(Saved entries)
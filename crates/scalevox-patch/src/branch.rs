//! Branch-target resolution.
//!
//! The instruction right after a matched window is expected to be the jump of
//! an `if`. Its label marks where the taken and fall-through paths merge,
//! which is where code that must run on both paths belongs.

use crate::error::ResolveError;
use crate::instruction::{Instruction, Label};

/// Index of the first instruction carrying `label`.
pub fn find_label(sequence: &[Instruction], label: Label) -> Option<usize> {
    sequence.iter().position(|insn| insn.has_label(label))
}

/// Resolve the branch at `index` to the absolute index of its target.
pub fn resolve_target(sequence: &[Instruction], index: usize) -> Result<usize, ResolveError> {
    let insn = sequence.get(index).ok_or(ResolveError::OutOfBounds {
        index,
        len: sequence.len(),
    })?;

    if !insn.opcode().is_branch() {
        return Err(ResolveError::NotABranch {
            index,
            opcode: insn.opcode(),
        });
    }

    let label = insn
        .operand()
        .as_label()
        .ok_or(ResolveError::MissingLabel { index })?;

    find_label(sequence, label).ok_or(ResolveError::LabelNotFound { label })
}
//! Analysis/synthesis window functions.
//!
//! All built-in windows are periodic (DFT-even), which is what overlap-add
//! wants: the last coefficient is not a repeat of the first.

use crate::{Error, Result};
use std::f32::consts::TAU;

/// Window applied to every STFT frame before analysis and after synthesis.
#[derive(Debug, Clone, PartialEq, Default)]
pub enum WindowKind {
    #[default]
    Hann,
    Hamming,
    Blackman,
    /// Caller-supplied coefficients. Length must equal the window size.
    Custom(Vec<f32>),
}

impl WindowKind {
    /// Coefficients for a frame of `size` samples.
    pub fn coefficients(&self, size: usize) -> Result<Vec<f32>> {
        match self {
            Self::Hann => Ok(hann(size)),
            Self::Hamming => Ok(cosine_sum(size, 0.54, 0.46, 0.0)),
            Self::Blackman => Ok(cosine_sum(size, 0.42, 0.5, 0.08)),
            Self::Custom(coeffs) if coeffs.len() == size => Ok(coeffs.clone()),
            Self::Custom(coeffs) => Err(Error::WindowLength {
                expected: size,
                actual: coeffs.len(),
            }),
        }
    }

    pub fn name(&self) -> &'static str {
        match self {
            Self::Hann => "hann",
            Self::Hamming => "hamming",
            Self::Blackman => "blackman",
            Self::Custom(_) => "custom",
        }
    }
}

pub(crate) fn hann(size: usize) -> Vec<f32> {
    cosine_sum(size, 0.5, 0.5, 0.0)
}

/// Generalised cosine window `a0 - a1 cos(x) + a2 cos(2x)`.
fn cosine_sum(size: usize, a0: f32, a1: f32, a2: f32) -> Vec<f32> {
    (0..size)
        .map(|i| {
            let x = TAU * i as f32 / size as f32;
            a0 - a1 * x.cos() + a2 * (2.0 * x).cos()
        })
        .collect()
}
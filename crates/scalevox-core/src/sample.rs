//! Interleaved stereo sample as delivered by host audio callbacks.

/// One stereo sample pair.
#[derive(Debug, Clone, Copy, PartialEq, Default)]
#[repr(C)]
pub struct StereoSample {
    pub left: f32,
    pub right: f32,
}

impl StereoSample {
    #[inline]
    pub const fn new(left: f32, right: f32) -> Self {
        Self { left, right }
    }

    /// Same value on both channels.
    #[inline]
    pub const fn mono(value: f32) -> Self {
        Self {
            left: value,
            right: value,
        }
    }

    #[inline]
    pub const fn silence() -> Self {
        Self::mono(0.0)
    }

    /// Average of both channels.
    #[inline]
    pub fn to_mono(self) -> f32 {
        (self.left + self.right) * 0.5
    }
}
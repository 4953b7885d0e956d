//! Structural pattern matching over instruction sequences.
//!
//! A [`Pattern`] is a fixed list of `(opcode, operand)` steps. A window of a
//! sequence matches when every instruction in it has the same opcode and
//! operand as the corresponding step; labels are not compared.
//!
//! Every reported window is followed by at least one more instruction, since
//! callers inspect that follower (usually the branch of an `if`). A match
//! that ends the sequence is never reported.

use crate::error::{PatchError, Result};
use crate::instruction::{Instruction, OpCode, Operand};

/// One step of a pattern.
#[derive(Debug, Clone, PartialEq, Eq)]
pub struct PatternStep {
    pub opcode: OpCode,
    pub operand: Operand,
}

impl PatternStep {
    pub fn new(opcode: OpCode, operand: Operand) -> Self {
        Self { opcode, operand }
    }

    #[inline]
    fn matches(&self, insn: &Instruction) -> bool {
        insn.matches(self.opcode, &self.operand)
    }
}

impl From<OpCode> for PatternStep {
    fn from(opcode: OpCode) -> Self {
        Self::new(opcode, Operand::None)
    }
}

impl From<(OpCode, Operand)> for PatternStep {
    fn from((opcode, operand): (OpCode, Operand)) -> Self {
        Self::new(opcode, operand)
    }
}

impl From<&Instruction> for PatternStep {
    fn from(insn: &Instruction) -> Self {
        Self::new(insn.opcode(), insn.operand().clone())
    }
}

/// Non-empty, immutable list of steps.
#[derive(Debug, Clone, PartialEq, Eq)]
pub struct Pattern {
    steps: Vec<PatternStep>,
}

impl Pattern {
    pub fn new<I, S>(steps: I) -> Result<Self>
    where
        I: IntoIterator<Item = S>,
        S: Into<PatternStep>,
    {
        let steps: Vec<PatternStep> = steps.into_iter().map(Into::into).collect();
        if steps.is_empty() {
            return Err(PatchError::EmptyPattern);
        }
        Ok(Self { steps })
    }

    /// Pattern built from the opcodes and operands of existing instructions.
    pub fn from_instructions(insns: &[Instruction]) -> Result<Self> {
        Self::new(insns.iter().map(PatternStep::from))
    }

    pub fn steps(&self) -> &[PatternStep] {
        &self.steps
    }

    #[allow(clippy::len_without_is_empty)]
    pub fn len(&self) -> usize {
        self.steps.len()
    }

    /// Does the window starting at `start` match? Out-of-range windows never match.
    pub fn matches_at(&self, sequence: &[Instruction], start: usize) -> bool {
        let window = start
            .checked_add(self.steps.len())
            .and_then(|end| sequence.get(start..end));
        match window {
            Some(window) => window.iter().zip(&self.steps).all(|(i, s)| s.matches(i)),
            None => false,
        }
    }

    /// Iterate over every matching window start, left to right.
    pub fn matches<'a>(&'a self, sequence: &'a [Instruction]) -> Matches<'a> {
        Matches {
            pattern: self,
            sequence,
            next: 0,
        }
    }
}

/// Iterator over window starts produced by [`Pattern::matches`].
pub struct Matches<'a> {
    pattern: &'a Pattern,
    sequence: &'a [Instruction],
    next: usize,
}

impl Iterator for Matches<'_> {
    type Item = usize;

    fn next(&mut self) -> Option<usize> {
        let m = self.pattern.len();
        // A window must leave room for one following instruction.
        while self.next + m < self.sequence.len() {
            let start = self.next;
            self.next += 1;
            if self.pattern.matches_at(self.sequence, start) {
                return Some(start);
            }
        }
        self.next = self.sequence.len();
        None
    }
}

/// Index of the first window matching `pattern` that is followed by at least
/// one instruction.
pub fn find_window(sequence: &[Instruction], pattern: &Pattern) -> Option<usize> {
    if pattern.len() > sequence.len() {
        return None;
    }
    pattern.matches(sequence).next()
}

#[cfg(test)]
mod tests {
    use super::*;
    use crate::instruction::Label;

    fn call(name: &str) -> Instruction {
        Instruction::with_operand(OpCode::Call, Operand::method("T", name))
    }

    #[test]
    fn test_empty_pattern_rejected() {
        let steps: Vec<PatternStep> = Vec::new();
        assert_eq!(Pattern::new(steps), Err(PatchError::EmptyPattern));
    }

    #[test]
    fn test_find_first_window() {
        let seq = vec![
            Instruction::new(OpCode::Nop),
            Instruction::new(OpCode::LdArg0),
            call("a"),
            Instruction::new(OpCode::LdArg0),
            call("a"),
            Instruction::new(OpCode::Ret),
        ];
        let pattern = Pattern::from_instructions(&seq[1..3]).unwrap();

        assert_eq!(find_window(&seq, &pattern), Some(1));
        assert_eq!(pattern.matches(&seq).collect::<Vec<_>>(), vec![1, 3]);
    }

    #[test]
    fn test_operand_mismatch() {
        let seq = vec![Instruction::new(OpCode::LdArg0), call("a"), call("b")];
        let pattern = Pattern::new([
            PatternStep::from(OpCode::LdArg0),
            PatternStep::new(OpCode::Call, Operand::method("T", "b")),
        ])
        .unwrap();

        assert_eq!(find_window(&seq, &pattern), None);
    }

    #[test]
    fn test_labels_do_not_affect_match() {
        let seq = vec![
            Instruction::new(OpCode::LdArg0).labeled(Label::new(9)),
            call("a"),
            Instruction::new(OpCode::Ret),
        ];
        let pattern = Pattern::new([
            PatternStep::from(OpCode::LdArg0),
            PatternStep::new(OpCode::Call, Operand::method("T", "a")),
        ])
        .unwrap();

        assert_eq!(find_window(&seq, &pattern), Some(0));
    }

    #[test]
    fn test_match_at_end_is_skipped() {
        // Only occurrence sits at the very end with nothing after it.
        let seq = vec![Instruction::new(OpCode::Nop), call("a"), call("b")];
        let pattern = Pattern::from_instructions(&seq[1..]).unwrap();

        assert!(pattern.matches_at(&seq, 1));
        assert_eq!(find_window(&seq, &pattern), None);
    }

    #[test]
    fn test_single_step_match_at_end() {
        let seq = vec![call("a"), Instruction::new(OpCode::Nop), call("a")];
        let pattern = Pattern::new([PatternStep::new(OpCode::Call, Operand::method("T", "a"))])
            .unwrap();

        assert_eq!(pattern.matches(&seq).collect::<Vec<_>>(), vec![0]);
    }

    #[test]
    fn test_pattern_longer_than_sequence() {
        let seq = vec![Instruction::new(OpCode::Nop)];
        let pattern = Pattern::new([OpCode::Nop, OpCode::Nop]).unwrap();
        assert_eq!(find_window(&seq, &pattern), None);

        let empty: Vec<Instruction> = Vec::new();
        assert_eq!(find_window(&empty, &pattern), None);
    }

    #[test]
    fn test_pattern_same_length_as_sequence() {
        let seq = vec![Instruction::new(OpCode::Nop), Instruction::new(OpCode::Ret)];
        let pattern = Pattern::new([OpCode::Nop, OpCode::Ret]).unwrap();
        // Matches, but has no follower.
        assert_eq!(find_window(&seq, &pattern), None);
    }

    #[test]
    fn test_matches_at_out_of_range() {
        let seq = vec![Instruction::new(OpCode::Nop)];
        let pattern = Pattern::new([OpCode::Nop]).unwrap();
        assert!(pattern.matches_at(&seq, 0));
        assert!(!pattern.matches_at(&seq, 1));
        assert!(!pattern.matches_at(&seq, usize::MAX));
    }

    mod properties {
        use super::*;
        use crate::instruction::strategy::instruction;
        use proptest::collection::vec;
        use proptest::prelude::*;

        fn insn(opcode: OpCode, n: i64) -> Instruction {
            Instruction::with_operand(opcode, Operand::Int(n))
        }

        /// Two opcodes and two operands, so random windows match often.
        fn tiny() -> impl Strategy<Value = Instruction> {
            (prop_oneof![Just(OpCode::Nop), Just(OpCode::Dup)], 0i64..2)
                .prop_map(|(op, n)| insn(op, n))
        }

        /// Never matches the first step of a pattern built from [`body`].
        fn filler() -> impl Strategy<Value = Instruction> {
            (prop_oneof![Just(OpCode::Nop), Just(OpCode::Pop)], 0i64..3)
                .prop_map(|(op, n)| insn(op, n))
        }

        fn body() -> impl Strategy<Value = Instruction> {
            (
                prop_oneof![Just(OpCode::LdArg0), Just(OpCode::Dup), Just(OpCode::Call)],
                0i64..3,
            )
                .prop_map(|(op, n)| insn(op, n))
        }

        fn first_followed_match(seq: &[Instruction], steps: &[Instruction]) -> Option<usize> {
            let m = steps.len();
            (0..seq.len()).find(|&j| {
                j + m < seq.len()
                    && seq[j..j + m]
                        .iter()
                        .zip(steps)
                        .all(|(a, b)| a.matches(b.opcode(), b.operand()))
            })
        }

        proptest! {
            #[test]
            fn prop_planted_window_is_found(
                prefix in vec(filler(), 0..12),
                window in vec(body(), 1..4),
                rest in vec(instruction(), 1..8),
            ) {
                let pattern = Pattern::from_instructions(&window).unwrap();
                let k = prefix.len();
                let seq: Vec<_> = prefix.into_iter().chain(window).chain(rest).collect();

                prop_assert_eq!(find_window(&seq, &pattern), Some(k));
            }

            #[test]
            fn prop_find_window_is_first_followed_match(
                seq in vec(tiny(), 0..16),
                steps in vec(tiny(), 1..3),
            ) {
                let pattern = Pattern::from_instructions(&steps).unwrap();
                prop_assert_eq!(find_window(&seq, &pattern), first_followed_match(&seq, &steps));
            }

            #[test]
            fn prop_labels_never_change_the_match(
                seq in vec(tiny(), 0..16),
                steps in vec(tiny(), 1..3),
                ids in vec(proptest::option::of(0u32..8), 16),
            ) {
                let pattern = Pattern::from_instructions(&steps).unwrap();
                let labeled: Vec<_> = seq
                    .iter()
                    .cloned()
                    .zip(&ids)
                    .map(|(insn, id)| match id {
                        Some(id) => insn.labeled(Label::new(*id)),
                        None => insn,
                    })
                    .collect();

                prop_assert_eq!(find_window(&labeled, &pattern), find_window(&seq, &pattern));
            }

            #[test]
            fn prop_matches_at_out_of_range_is_false(
                seq in vec(tiny(), 0..8),
                steps in vec(tiny(), 1..3),
                start in any::<usize>(),
            ) {
                let pattern = Pattern::from_instructions(&steps).unwrap();
                if start.saturating_add(steps.len()) > seq.len() {
                    prop_assert!(!pattern.matches_at(&seq, start));
                }
            }
        }
    }
}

__About this task__: Only the lines above starting with the one with "return Err(PatchError::EmptyPattern);" and going through the one with "pub fn from_instructions(insns: &[Instruction])" are to be copied, word for word and with both ends kept.

__Result below__:
            return Err(PatchError::EmptyPattern);
        }
        Ok(Self { steps })
    }

    /// Pattern built from the opcodes and operands of existing instructions.
    pub fn from_instructions(insns: &[Instruction]) -> Result<Self> {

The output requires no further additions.